The major conclusions extracted from our crystallographic study on reactive carboxylic amides can be summarized as follows:

• (i) The Im carboxylic amide deviates only slightly from planarity. Therefore, it is evident that the reactivity of imidazolides towards amine nucleophiles in peptide synthesis has to be ascribed to the properties of imidazole as the leaving group in this process and its catalytic effects^191,192  rather than a deviation from planarity of the carboxylic amide group.

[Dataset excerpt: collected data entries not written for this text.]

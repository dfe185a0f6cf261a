//! Persisted application state.
//!
//! The connected spreadsheet id is the only state that survives between
//! runs. Stored as a plain JSON object on disk:
//! ```json
//! { "sheet_id": "1BxiMVs0XRA5nFMdKvBdBZjgmUUqptlbs74OgvE2upms" }
//! ```

use anyhow::{Context, Result};
use serde::{Deserialize, Serialize};
use std::path::Path;

pub const DEFAULT_STATE_FILE: &str = "edustats.json";

#[derive(Debug, Clone, Default, Serialize, Deserialize)]
pub struct AppConfig {
    pub sheet_id: String,
}

impl AppConfig {
    /// Loads the config from a JSON file at `path`. A missing file yields
    /// the default (no connected spreadsheet).
    pub fn load(path: &str) -> Result<Self> {
        if !Path::new(path).exists() {
            return Ok(Self::default());
        }
        let content = std::fs::read_to_string(path)
            .with_context(|| format!("failed to read state file '{path}'"))?;
        let config = serde_json::from_str(&content)
            .with_context(|| format!("state file '{path}' is not valid JSON"))?;
        Ok(config)
    }

    /// Writes the config back to `path`.
    pub fn save(&self, path: &str) -> Result<()> {
        let content = serde_json::to_string_pretty(self)?;
        std::fs::write(path, content)
            .with_context(|| format!("failed to write state file '{path}'"))?;
        Ok(())
    }

    /// Removes the persisted state, disconnecting the spreadsheet.
    pub fn clear(path: &str) -> Result<()> {
        if Path::new(path).exists() {
            std::fs::remove_file(path)
                .with_context(|| format!("failed to remove state file '{path}'"))?;
        }
        Ok(())
    }
}
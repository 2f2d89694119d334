//! AST nodes handed over by the upstream parser.
//!
//! Tessel does not parse model source text itself. The upstream parser emits
//! a JSON document per model file, and this module deserializes it into the
//! node types below. Every node that can carry decorators implements
//! [`DecoratedNode`], which is all the decoration machinery needs to see.

use serde::Deserialize;

use tessel_core::{identifier::Id, span::Span};

use crate::error::{Diagnostic, ErrorCode, Result};

/// A node that may carry decorators.
pub trait DecoratedNode {
    /// The raw decorator nodes in source order, or `None` when the node has
    /// no decorator list at all.
    fn decorator_nodes(&self) -> Option<&[DecoratorNode]>;

    /// Location of the node in the model source.
    fn location(&self) -> Span;
}

/// The root node of one model file.
#[derive(Debug, Clone, PartialEq, Deserialize)]
#[serde(rename_all = "camelCase")]
pub struct ModelFileNode {
    pub namespace: String,
    #[serde(default)]
    pub decorators: Option<Vec<DecoratorNode>>,
    #[serde(default)]
    pub declarations: Vec<DeclarationNode>,
    #[serde(default)]
    pub location: Span,
}

/// The kind of a top-level declaration.
#[derive(Debug, Clone, Copy, PartialEq, Eq, Hash, Deserialize)]
#[serde(rename_all = "lowercase")]
pub enum DeclarationKind {
    Concept,
    Asset,
    Participant,
    Transaction,
    Event,
    Enum,
}

impl DeclarationKind {
    pub fn as_str(&self) -> &'static str {
        match self {
            DeclarationKind::Concept => "concept",
            DeclarationKind::Asset => "asset",
            DeclarationKind::Participant => "participant",
            DeclarationKind::Transaction => "transaction",
            DeclarationKind::Event => "event",
            DeclarationKind::Enum => "enum",
        }
    }
}

/// A top-level declaration such as `concept Person { ... }`.
#[derive(Debug, Clone, PartialEq, Deserialize)]
#[serde(rename_all = "camelCase")]
pub struct DeclarationNode {
    pub kind: DeclarationKind,
    pub name: Id,
    #[serde(default)]
    pub super_type: Option<Id>,
    #[serde(default)]
    pub decorators: Option<Vec<DecoratorNode>>,
    #[serde(default)]
    pub properties: Vec<PropertyNode>,
    #[serde(default)]
    pub location: Span,
}

/// A property of a declaration, or a value of an enum.
///
/// Enum values have no type.
#[derive(Debug, Clone, PartialEq, Deserialize)]
#[serde(rename_all = "camelCase")]
pub struct PropertyNode {
    pub name: Id,
    #[serde(default, rename = "type")]
    pub type_name: Option<Id>,
    #[serde(default)]
    pub array: bool,
    #[serde(default)]
    pub optional: bool,
    #[serde(default)]
    pub decorators: Option<Vec<DecoratorNode>>,
    #[serde(default)]
    pub location: Span,
}

/// A raw decorator application such as `@Term("A person")`.
#[derive(Debug, Clone, PartialEq, Deserialize)]
pub struct DecoratorNode {
    pub name: Id,
    #[serde(default)]
    pub arguments: Vec<DecoratorArgumentNode>,
    #[serde(default)]
    pub location: Span,
}

/// A raw decorator argument.
///
/// Deserializes from `{ "type": "string", "value": "..." }` and friends.
#[derive(Debug, Clone, PartialEq, Deserialize)]
#[serde(tag = "type", content = "value", rename_all = "camelCase")]
pub enum DecoratorArgumentNode {
    String(String),
    Number(f64),
    Boolean(bool),
    TypeReference(TypeReferenceNode),
}

/// A reference to a declared type used as a decorator argument.
#[derive(Debug, Clone, PartialEq, Deserialize)]
pub struct TypeReferenceNode {
    pub name: Id,
    #[serde(default)]
    pub array: bool,
}

impl DecoratedNode for ModelFileNode {
    fn decorator_nodes(&self) -> Option<&[DecoratorNode]> {
        self.decorators.as_deref()
    }

    fn location(&self) -> Span {
        self.location
    }
}

impl DecoratedNode for DeclarationNode {
    fn decorator_nodes(&self) -> Option<&[DecoratorNode]> {
        self.decorators.as_deref()
    }

    fn location(&self) -> Span {
        self.location
    }
}

impl DecoratedNode for PropertyNode {
    fn decorator_nodes(&self) -> Option<&[DecoratorNode]> {
        self.decorators.as_deref()
    }

    fn location(&self) -> Span {
        self.location
    }
}

/// Deserialize a model file AST from its JSON form.
///
/// # Errors
///
/// Returns an [`ErrorCode::E100`] diagnostic whose label points at the
/// offending byte of `source`.
pub fn from_json(source: &str) -> Result<ModelFileNode> {
    serde_json::from_str(source).map_err(|err| {
        let offset = byte_offset(source, err.line(), err.column());
        let label = if err.is_data() {
            "unexpected AST shape"
        } else {
            "invalid JSON"
        };

        Diagnostic::error(format!("malformed model AST: {err}"))
            .with_code(ErrorCode::E100)
            .with_label(Span::new(offset..offset), label)
            .with_help("the AST must be the JSON document emitted by the model parser")
    })
}

/// Convert serde_json's 1-based line/column pair to a byte offset.
fn byte_offset(source: &str, line: usize, column: usize) -> usize {
    let line_start: usize = source
        .split_inclusive('\n')
        .take(line.saturating_sub(1))
        .map(str::len)
        .sum();
    (line_start + column.saturating_sub(1)).min(source.len())
}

• (ii) A much more remarkable deviation from planarity is shown by the TT carboxylic amide group. This property makes the (ring)N lone pair orbital located in such a way to permit a more efficient electron delocalization towards the thiocarbonyl CS π-system rather than towards the carbonyl CO group. Finally, it is worth pointing out that, although the Aib and MeAib derivatives would bear a C^α-tetrasubstituted atom linked to the acyl moiety similarly to the pivaloyl TT derivatives,^195,196  the deviation from planarity of the carboxylic amide group is much more significant in the latter compounds.

In this chapter, mainly via the results obtained from the numerous X-ray diffraction analyses available in the literature, we have in particular provided a summary of the very valuable and detailed 3D-structural information on geometry (bond lengths and bond angles) and conformation (torsion angles) of chemically reactive α-amino acid and peptide derivatives typically used in amide bond formation. These findings, in turn, are extremely useful in deepening our knowledge on reactivity, regiospecificity, and racemization (epimerization) tendency of these critical electrophilic components. More specifically, we have discussed electronic and steric properties of the extensively exploited carboxylic halides (fluorides), anhydrides (symmetrical linear and N-carboxy cyclic), linear esters (nitrophenyl, N-oxy-succinimido and N-oxylamino), cyclic esters [azlactones or 5(4H)-oxazolones from either C^α-tetrasubstituted or C^α,C^β-didehydro α-amino acids], azides, and cyclic amides.

We are pretty much convinced that synthetic and 3D-structural peptide scientists will be stimulated by the content of this review article to join forces with the purpose of better understanding this domain of bioorganic chemistry, in combination with theoretical investigations and kinetic experiments, to permit a full insight into the mechanisms operative in peptide bond formation and in unwanted side reactions. As an example, the combination of 3D-structural information with theoretical calculations, aimed at establishing the most likely reaction path for this reaction (which may vary depending on the specific type of activation) and the related energy landscape, already proved to be effective in explaining that 5(4H)-oxazolones derived from urethane-protected α-amino acids are less prone to give racemized/epimerized peptide products than their N^α-acylated counterparts, not due to a significantly higher acidity of the α-hydrogen of the latter, but because the former are more reactive toward the amine nucleophiles.⁷⁹  The application of a similar multidisciplinary approach to the other classes of carboxyl reactive derivatives of α-amino acid and peptides reviewed in this chapter, and its extension to recently introduced and currently widely used reagents in novel methodologies for the production not only of longer peptides but of proteins as well might be very rewarding. In this connection, in the process called “chemical ligation”,²⁰⁰  the peptide carboxylic thiolester electrophiles play a fundamental role as reactive intermediates both in the first step (intermolecular trans-thiolesterification) and in the second step (intramolecular S→N acyl shift), to afford a larger product with a native amide bond at the ligation site. Remarkably, to the best of our knowledge, no results from 3D-structural chemistry investigations on peptide carboxylic thiolesters have been published to date (only a limited number of X-ray diffraction structures of N-terminally protected or blocked α-aminoacyl thiolesters is known^201–203 ).